Need to apologise as I gave some incorrect information    realised that I have been adding td to my Manuka and Lavender Wrap for so long now I just think it is white and haven't soaped without it so cannot state that it dosen't discolour just comes out beautifully white with the td


----------



## Sunny (Oct 28, 2011)

Lyn said:
			
		

> Need to apologise as I gave some incorrect information    realised that I have been adding td to my Manuka and Lavender Wrap for so long now I just think it is white and haven't soaped without it so cannot state that it dosen't discolour just comes out beautifully white with the td



I have seen that soap! If it discolors it's barely any! How much TD do you usually like to use ppo? And you don't gel your soaps right?


----------



## Lynnz (Oct 29, 2011)

I add a sm half  tsp per pound and don't do the gel thing whcih gives me a nice white soap :0)


----------



## Stinkydancer (Oct 31, 2011)

tasha said:
			
		

> I guess otherwise I'm just wondering about the quality. Are these really high quality, deep, complex scents? It's my first time ordering from them and I want to make sure what I'm getting won't smell cheap. (You know what I mean?)



They have high quality FO's. The Vanilla Madagascar is awesome- slight A- lots of D but worth it. It's lovely.

I used to love the Raspberry Patch- even though I hate patch as a general rule. Sad that it's gone.

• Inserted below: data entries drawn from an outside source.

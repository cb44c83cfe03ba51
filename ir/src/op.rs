//! Operation enum for region-graph nodes.
//!
//! Each operation encodes its data operands directly in the enum variant as
//! [`NodeId`]s into the owning graph's arena. Association edges (range to
//! offset/stride) are deliberately NOT operands — they live in the graph's
//! link table so that structural relationships stay distinguishable from
//! dataflow.

use smallvec::SmallVec;

use crate::graph::NodeId;
use crate::types::{AxisKind, BinaryOp, ConstValue, SpecialKind, UnaryOp};

/// Operation with typed operands.
///
/// Fixed-arity operations carry their operands inline; variable-arity effect
/// lists use `SmallVec` to avoid heap allocation for the common small cases.
#[derive(Debug, Clone, PartialEq)]
pub enum Op {
    // Nullary operations
    Const(ConstValue),
    /// Kernel buffer parameter (position in the task's argument list).
    BufferParam(usize),
    /// Kernel scalar parameter (position in the task's argument list).
    ScalarParam(usize),
    /// Group-local scratch array of `elems` elements.
    DefineLocal { elems: usize },
    /// Hardware index register for one grid dimension.
    Special { kind: SpecialKind, dim: u8 },

    // Arithmetic
    Unary(UnaryOp, NodeId),
    Binary(BinaryOp, NodeId, NodeId),
    /// Conversion to this node's dtype.
    Cast { src: NodeId },

    // Parallel-region structure
    /// Per-iteration index of one loop dimension. The index sequence is
    /// `offset + k * stride` for `k = 0, 1, ...` while the value stays below
    /// `bound`; offset and stride are attached as association edges.
    Range { bound: NodeId, axis_id: usize, axis: AxisKind },
    /// Wraps the scalar value acting as a range's starting offset.
    Offset { value: NodeId },
    /// Wraps the scalar value acting as a range's per-iteration step.
    Stride { value: NodeId },
    /// Closes a serial range's scope; `deps` are the effects that must
    /// complete inside every iteration.
    EndRange { range: NodeId, deps: SmallVec<[NodeId; 2]> },

    // Serial accumulation
    /// Accumulator register seeded with `init` before the enclosing loop.
    DefineAcc { init: NodeId },
    /// In-place accumulator update.
    Assign { acc: NodeId, value: NodeId },
    /// Value passthrough ordered after the given effects.
    After { passthrough: NodeId, deps: SmallVec<[NodeId; 2]> },

    // Memory
    Load { buffer: NodeId, index: NodeId },
    Store { buffer: NodeId, index: NodeId, value: NodeId },
    StoreGated { buffer: NodeId, index: NodeId, value: NodeId, gate: NodeId },
    /// Group-wide execution barrier; passes `buffer` through so subsequent
    /// loads are ordered after the preceding `deps`.
    Barrier { buffer: NodeId, deps: SmallVec<[NodeId; 2]> },

    /// Packed 4x8-bit dot-product-accumulate intrinsic.
    ///
    /// `a` and `b` are i8 buffers, `offset_a`/`offset_b` are logical element
    /// indices into them, `acc` is the i32 accumulator. Lowering adjusts the
    /// offsets by the target's array-header size before forming addresses.
    Dp4a { a: NodeId, offset_a: NodeId, b: NodeId, offset_b: NodeId, acc: NodeId },

    /// Graph root collecting all externally visible effects.
    Sink { effects: SmallVec<[NodeId; 4]> },
}

impl Op {
    /// Data-edge children of this operation, in operand order.
    ///
    /// Association edges are not included; traverse them through
    /// [`RegionGraph::offset_of`](crate::graph::RegionGraph::offset_of) and
    /// [`RegionGraph::stride_of`](crate::graph::RegionGraph::stride_of).
    pub fn children(&self) -> SmallVec<[NodeId; 4]> {
        match self {
            Self::Const(_)
            | Self::BufferParam(_)
            | Self::ScalarParam(_)
            | Self::DefineLocal { .. }
            | Self::Special { .. } => SmallVec::new(),

            Self::Unary(_, a) | Self::Cast { src: a } | Self::Offset { value: a } | Self::Stride { value: a } => {
                SmallVec::from_slice(&[*a])
            }

            Self::Binary(_, a, b)
            | Self::Assign { acc: a, value: b }
            | Self::Load { buffer: a, index: b } => SmallVec::from_slice(&[*a, *b]),

            Self::Range { bound, .. } | Self::DefineAcc { init: bound } => SmallVec::from_slice(&[*bound]),

            Self::EndRange { range, deps } => {
                let mut out = SmallVec::from_slice(&[*range]);
                out.extend_from_slice(deps);
                out
            }

            Self::After { passthrough, deps } => {
                let mut out = SmallVec::from_slice(&[*passthrough]);
                out.extend_from_slice(deps);
                out
            }

            Self::Store { buffer, index, value } => SmallVec::from_slice(&[*buffer, *index, *value]),

            Self::StoreGated { buffer, index, value, gate } => {
                SmallVec::from_slice(&[*buffer, *index, *value, *gate])
            }

            Self::Barrier { buffer, deps } => {
                let mut out = SmallVec::from_slice(&[*buffer]);
                out.extend_from_slice(deps);
                out
            }

            Self::Dp4a { a, offset_a, b, offset_b, acc } => {
                SmallVec::from_slice(&[*a, *offset_a, *b, *offset_b, *acc])
            }

            Self::Sink { effects } => effects.clone(),
        }
    }
}
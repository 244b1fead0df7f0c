//! File-based [`WorldRepository`] implementation.

use std::fs;
use std::path::{Path, PathBuf};

use crate::repository::traits::WorldRepository;
use crate::repository::types::WorldSnapshot;
use crate::repository::{RepositoryError, Result};

/// Stores world snapshots as pretty-printed JSON, one `{name}.json` per
/// snapshot, so they can be edited by hand for test scenarios.
pub struct FileWorldRepository {
    base_dir: PathBuf,
}

impl FileWorldRepository {
    pub fn new(base_dir: impl AsRef<Path>) -> Result<Self> {
        let base_dir = base_dir.as_ref().to_path_buf();
        fs::create_dir_all(&base_dir)?;
        Ok(Self { base_dir })
    }

    fn snapshot_path(&self, name: &str) -> PathBuf {
        self.base_dir.join(format!("{name}.json"))
    }

    /// Reads a snapshot from an arbitrary path.
    ///
    /// Hand-edited snapshots are checked before use so a broken map surfaces
    /// as [`RepositoryError::InvalidSnapshot`] rather than a panic mid-replay.
    pub fn read_path(path: impl AsRef<Path>) -> Result<WorldSnapshot> {
        let bytes = fs::read(path.as_ref())?;
        let snapshot: WorldSnapshot = serde_json::from_slice(&bytes)?;
        snapshot.state.validate()?;
        Ok(snapshot)
    }
}

impl WorldRepository for FileWorldRepository {
    fn save(&self, name: &str, snapshot: &WorldSnapshot) -> Result<()> {
        let path = self.snapshot_path(name);
        let temp_path = path.with_extension("json.tmp");

        let json = serde_json::to_vec_pretty(snapshot)?;
        fs::write(&temp_path, json)?;
        fs::rename(&temp_path, &path)?;

        tracing::debug!("Saved world '{}' to {}", name, path.display());
        Ok(())
    }

    fn load(&self, name: &str) -> Result<Option<WorldSnapshot>> {
        let path = self.snapshot_path(name);
        if !path.exists() {
            return Ok(None);
        }
        let snapshot = Self::read_path(&path)?;
        tracing::debug!("Loaded world '{}' from {}", name, path.display());
        Ok(Some(snapshot))
    }

    fn exists(&self, name: &str) -> bool {
        self.snapshot_path(name).exists()
    }
}
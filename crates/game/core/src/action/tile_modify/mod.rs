//! Tile inspector edits.
//!
//! [`TileModifyAction`] applies one of the low-level element edits exposed by
//! the in-game tile inspector: reordering, removing or pasting raw elements,
//! and adjusting kind-specific fields. Every edit is planned against the
//! current tile stack first; only `execute` applies the plan.
mod inspector;

use inspector::{Inspector, TileEdit, TilePlan, invalid, no_free_elements, too_many_banners};

use super::{
    ActionEnvelope, ActionFlags, ActionResult, GameAction, GameCommand, ParameterVisitor, Status,
    StringId,
};
use crate::env::GameEnv;
use crate::serialise::{DataSerialiser, Serialisable, SerialiseError};
use crate::state::{CoordsXY, CoordsXYZ, GameState, TileCoordsXY, TileElement};

/// Tile inspector sub-operation. `value1` usually selects the element index
/// within the tile stack and `value2` carries the operation's argument.
#[derive(
    Clone,
    Copy,
    Debug,
    Default,
    PartialEq,
    Eq,
    Hash,
    strum::FromRepr,
    strum::IntoStaticStr,
    strum::EnumIter,
    strum::EnumCount,
)]
#[cfg_attr(feature = "serde", derive(serde::Serialize, serde::Deserialize))]
#[strum(serialize_all = "snake_case")]
#[repr(u8)]
pub enum TileModifyType {
    #[default]
    AnyRemove,
    AnySwap,
    AnyInsertCorrupt,
    AnyRotate,
    AnyPaste,
    AnySort,
    AnyBaseHeightOffset,
    SurfaceShowParkFences,
    SurfaceToggleCorner,
    SurfaceToggleDiagonal,
    PathSetSlope,
    PathSetBroken,
    PathToggleEdge,
    EntranceMakeUsable,
    WallSetSlope,
    WallSetAnimationFrame,
    TrackBaseHeightOffset,
    TrackSetChain,
    TrackSetChainBlock,
    TrackSetBlockBrake,
    TrackSetIndestructible,
    ScenerySetQuarterLocation,
    ScenerySetQuarterCollision,
    BannerToggleBlockingEdge,
    CorruptClamp,
}

impl Serialisable for TileModifyType {
    fn encode(&self, out: &mut Vec<u8>) {
        (*self as u8).encode(out);
    }

    fn decode(stream: &mut DataSerialiser) -> Result<Self, SerialiseError> {
        let raw = u8::decode(stream)?;
        Self::from_repr(raw).ok_or(SerialiseError::InvalidValue {
            kind: "tile modify type",
            value: u32::from(raw),
        })
    }

    fn log(&self) -> String {
        let name: &'static str = self.into();
        name.to_owned()
    }
}

#[derive(Clone, Debug, Default, PartialEq, Eq)]
pub struct TileModifyAction {
    envelope: ActionEnvelope,
    location: CoordsXY,
    setting: TileModifyType,
    value1: u32,
    value2: u32,
    paste_element: TileElement,
}
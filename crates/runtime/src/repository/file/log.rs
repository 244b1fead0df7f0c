//! Append-only log file repository.
//!
//! [`FileRepository<T>`] stores any serializable type in a length-prefixed
//! append-only log. The action log is `FileRepository<ActionLogEntry>`.

use std::fs::{File, OpenOptions};
use std::io::{BufReader, BufWriter, Read, Seek, SeekFrom, Write};
use std::marker::PhantomData;
use std::path::{Path, PathBuf};

use serde::{Serialize, de::DeserializeOwned};

use crate::repository::traits::ActionRepository;
use crate::repository::types::ActionLogEntry;
use crate::repository::{RepositoryError, Result};

/// Default file name of a session's action log.
pub const ACTION_LOG_FILE: &str = "actions.log";

/// Action log backed by a file.
pub type FileActionLog = FileRepository<ActionLogEntry>;

/// Generic file-based repository for append-only logs.
///
/// Stores items of type `T` in a file using the format:
/// ```text
/// [u32 length][bincode serialized T]
/// [u32 length][bincode serialized T]
/// ...
/// ```
pub struct FileRepository<T> {
    /// Session identifier (filename without path)
    session_id: String,
    path: PathBuf,
    writer: BufWriter<File>,
    /// Byte offset of the next write
    current_offset: u64,
    _phantom: PhantomData<T>,
}

impl<T> FileRepository<T>
where
    T: Serialize + DeserializeOwned,
{
    /// Create a new file repository.
    ///
    /// # Errors
    ///
    /// Returns error if the file already exists (prevents accidental overwrites).
    pub fn create(base_dir: impl AsRef<Path>, filename: impl AsRef<str>) -> Result<Self> {
        let base_dir = base_dir.as_ref();
        let filename = filename.as_ref();

        std::fs::create_dir_all(base_dir)?;

        let path = base_dir.join(filename);
        if path.exists() {
            return Err(RepositoryError::LogAlreadyExists(
                path.display().to_string(),
            ));
        }

        let file = OpenOptions::new().create_new(true).write(true).open(&path)?;

        tracing::debug!("Created repository: {}", path.display());

        Ok(Self {
            session_id: filename.to_string(),
            path,
            writer: BufWriter::new(file),
            current_offset: 0,
            _phantom: PhantomData,
        })
    }

    /// Open or create a file repository for appending.
    pub fn open_or_create(base_dir: impl AsRef<Path>, filename: impl AsRef<str>) -> Result<Self> {
        let base_dir = base_dir.as_ref();
        std::fs::create_dir_all(base_dir)?;

        let filename = filename.as_ref();
        let path = base_dir.join(filename);

        let file = OpenOptions::new().create(true).append(true).open(&path)?;
        let current_offset = file.metadata()?.len();

        tracing::debug!(
            "Opened/created repository: {} at offset {}",
            path.display(),
            current_offset
        );

        Ok(Self {
            session_id: filename.to_string(),
            path,
            writer: BufWriter::new(file),
            current_offset,
            _phantom: PhantomData,
        })
    }

    /// Append an item to the log.
    ///
    /// Returns the byte offset where the item was written.
    pub fn append(&mut self, item: &T) -> Result<u64> {
        let offset = self.current_offset;

        let bytes =
            bincode::serialize(item).map_err(|e| RepositoryError::Frame(e.to_string()))?;
        let len = u32::try_from(bytes.len())
            .map_err(|_| RepositoryError::Frame("entry exceeds 4 GiB".into()))?;

        self.writer.write_all(&len.to_le_bytes())?;
        self.writer.write_all(&bytes)?;

        self.current_offset += 4 + bytes.len() as u64;

        Ok(offset)
    }

    /// Read an item at a specific byte offset.
    ///
    /// Returns `None` if the offset is at or beyond the end of the file.
    /// A frame cut short by a crash is reported as
    /// [`RepositoryError::TruncatedFrame`].
    pub fn read_at_offset(&self, byte_offset: u64) -> Result<Option<(T, u64)>> {
        // Separate reader; buffered writes are not visible until flushed.
        let file = File::open(&self.path)?;
        let file_size = file.metadata()?.len();

        if byte_offset >= file_size {
            return Ok(None);
        }

        let remaining = file_size - byte_offset;
        if remaining < 4 {
            return Err(RepositoryError::TruncatedFrame {
                offset: byte_offset,
                expected: 4,
                actual: remaining as usize,
            });
        }

        let mut reader = BufReader::new(file);
        reader.seek(SeekFrom::Start(byte_offset))?;

        let mut len_bytes = [0u8; 4];
        reader.read_exact(&mut len_bytes)?;
        let len = u32::from_le_bytes(len_bytes) as usize;

        let available = remaining - 4;
        if (len as u64) > available {
            return Err(RepositoryError::TruncatedFrame {
                offset: byte_offset,
                expected: len,
                actual: available as usize,
            });
        }

        let mut data = vec![0u8; len];
        reader.read_exact(&mut data)?;

        let item = bincode::deserialize(&data)
            .map_err(|e| RepositoryError::Frame(e.to_string()))?;

        Ok(Some((item, byte_offset + 4 + len as u64)))
    }

    /// Flush buffered writes to disk.
    pub fn flush(&mut self) -> Result<()> {
        self.writer.flush()?;
        Ok(())
    }

    /// Get the current size of the log in bytes.
    pub fn size(&self) -> Result<u64> {
        Ok(self.current_offset)
    }

    /// Get the session ID (filename).
    pub fn session_id(&self) -> &str {
        &self.session_id
    }

    pub fn path(&self) -> &Path {
        &self.path
    }
}

impl<T> Drop for FileRepository<T> {
    fn drop(&mut self) {
        if let Err(e) = self.writer.flush() {
            tracing::warn!(
                "Failed to flush repository '{}' on drop: {}",
                self.session_id,
                e
            );
        }
    }
}

impl ActionRepository for FileRepository<ActionLogEntry> {
    fn append(&mut self, entry: &ActionLogEntry) -> Result<u64> {
        self.append(entry)
    }

    fn read_at_offset(&self, byte_offset: u64) -> Result<Option<(ActionLogEntry, u64)>> {
        self.read_at_offset(byte_offset)
    }

    fn flush(&mut self) -> Result<()> {
        self.flush()
    }

    fn size(&self) -> Result<u64> {
        self.size()
    }

    fn session_id(&self) -> &str {
        self.session_id()
    }
}
//! State management errors.
//!
//! Errors related to world state operations, element storage, and capacity limits.

use crate::error::{ErrorSeverity, GameError};
use crate::state::{BannerIndex, TileCoordsXY};

/// Errors that occur during world state operations.
///
/// These errors indicate capacity limits, malformed element data, or encoding failures.
#[derive(Clone, Debug, PartialEq, Eq, thiserror::Error)]
#[cfg_attr(feature = "serde", derive(serde::Serialize, serde::Deserialize))]
pub enum StateError {
    /// Global tile element budget is exhausted.
    #[error("No free tile elements (max: {max})")]
    NoFreeElements {
        /// Maximum number of elements the map may hold.
        max: usize,
    },

    /// Tile is outside the map.
    #[error("Tile {tile} is out of bounds (map size: {size}x{size})")]
    TileOutOfBounds {
        /// The invalid tile.
        tile: TileCoordsXY,
        /// Map size in tiles.
        size: u32,
    },

    /// Banner slot is already in use.
    #[error("Banner slot {index} is already in use")]
    BannerSlotInUse {
        /// The occupied slot.
        index: BannerIndex,
    },

    /// Banner index is null or beyond the table.
    #[error("Banner index {index} is out of range")]
    BannerIndexOutOfRange {
        /// The rejected index.
        index: BannerIndex,
    },

    /// Raw element record carries an unknown type tag.
    #[error("Unknown tile element type {0}")]
    UnknownElementType(u8),

    /// Raw element record carries an unknown entrance type.
    #[error("Unknown entrance type {0}")]
    UnknownEntranceType(u8),

    /// Deserialized map breaks a structural invariant.
    #[error("Malformed tile map: {0}")]
    MalformedMap(String),

    /// World state could not be encoded for checksumming.
    #[error("State encoding failed: {0}")]
    Encoding(String),
}

impl GameError for StateError {
    fn severity(&self) -> ErrorSeverity {
        use StateError::*;
        match self {
            NoFreeElements { .. } | BannerSlotInUse { .. } => ErrorSeverity::Recoverable,
            TileOutOfBounds { .. } | BannerIndexOutOfRange { .. } => ErrorSeverity::Validation,
            UnknownElementType(_) | UnknownEntranceType(_) | MalformedMap(_) => {
                ErrorSeverity::Validation
            }
            Encoding(_) => ErrorSeverity::Internal,
        }
    }

    fn error_code(&self) -> &'static str {
        use StateError::*;
        match self {
            NoFreeElements { .. } => "STATE_NO_FREE_ELEMENTS",
            TileOutOfBounds { .. } => "STATE_TILE_OUT_OF_BOUNDS",
            BannerSlotInUse { .. } => "STATE_BANNER_SLOT_IN_USE",
            BannerIndexOutOfRange { .. } => "STATE_BANNER_INDEX_OUT_OF_RANGE",
            UnknownElementType(_) => "STATE_UNKNOWN_ELEMENT_TYPE",
            UnknownEntranceType(_) => "STATE_UNKNOWN_ENTRANCE_TYPE",
            MalformedMap(_) => "STATE_MALFORMED_MAP",
            Encoding(_) => "STATE_ENCODING",
        }
    }
}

Coco Beach Baby was nice and strong- I stabilized it so no D.


----------



## Sunny (Nov 1, 2011)

Ordering probably tomorrow... day by day I've been adding more and more to my cart, I need to trim it down!

I think I've added Blueberry Lemon Verbena, Tahitian Vanilla Spice... a few others.


----------



## Sunny (Nov 8, 2011)

Well I went ahead and ordered but trimmed my cart down a TON, thank goodness, and got mostly EOs. But I did get a few FOs.

favorite sniffs:

manuka lavender body wrap (can really smell the honey and the lav)
hawaiian hibiscus (smells like nerds candy OOB, yum)
rosemary mint (planning to use in lotion)

Got a little free sample of japansese ginger pear? maybe? something like that. at the top of my favorites list too. Also got a "sample" of 1 disposable pipette and a little tiny sprayer of their body spray base. Very cute, looking forward to trying it.

I was very pleased with their shipping! My EOs were taped around the caps and individually bubble wrapped. Everything came in little ziploc bags.


----------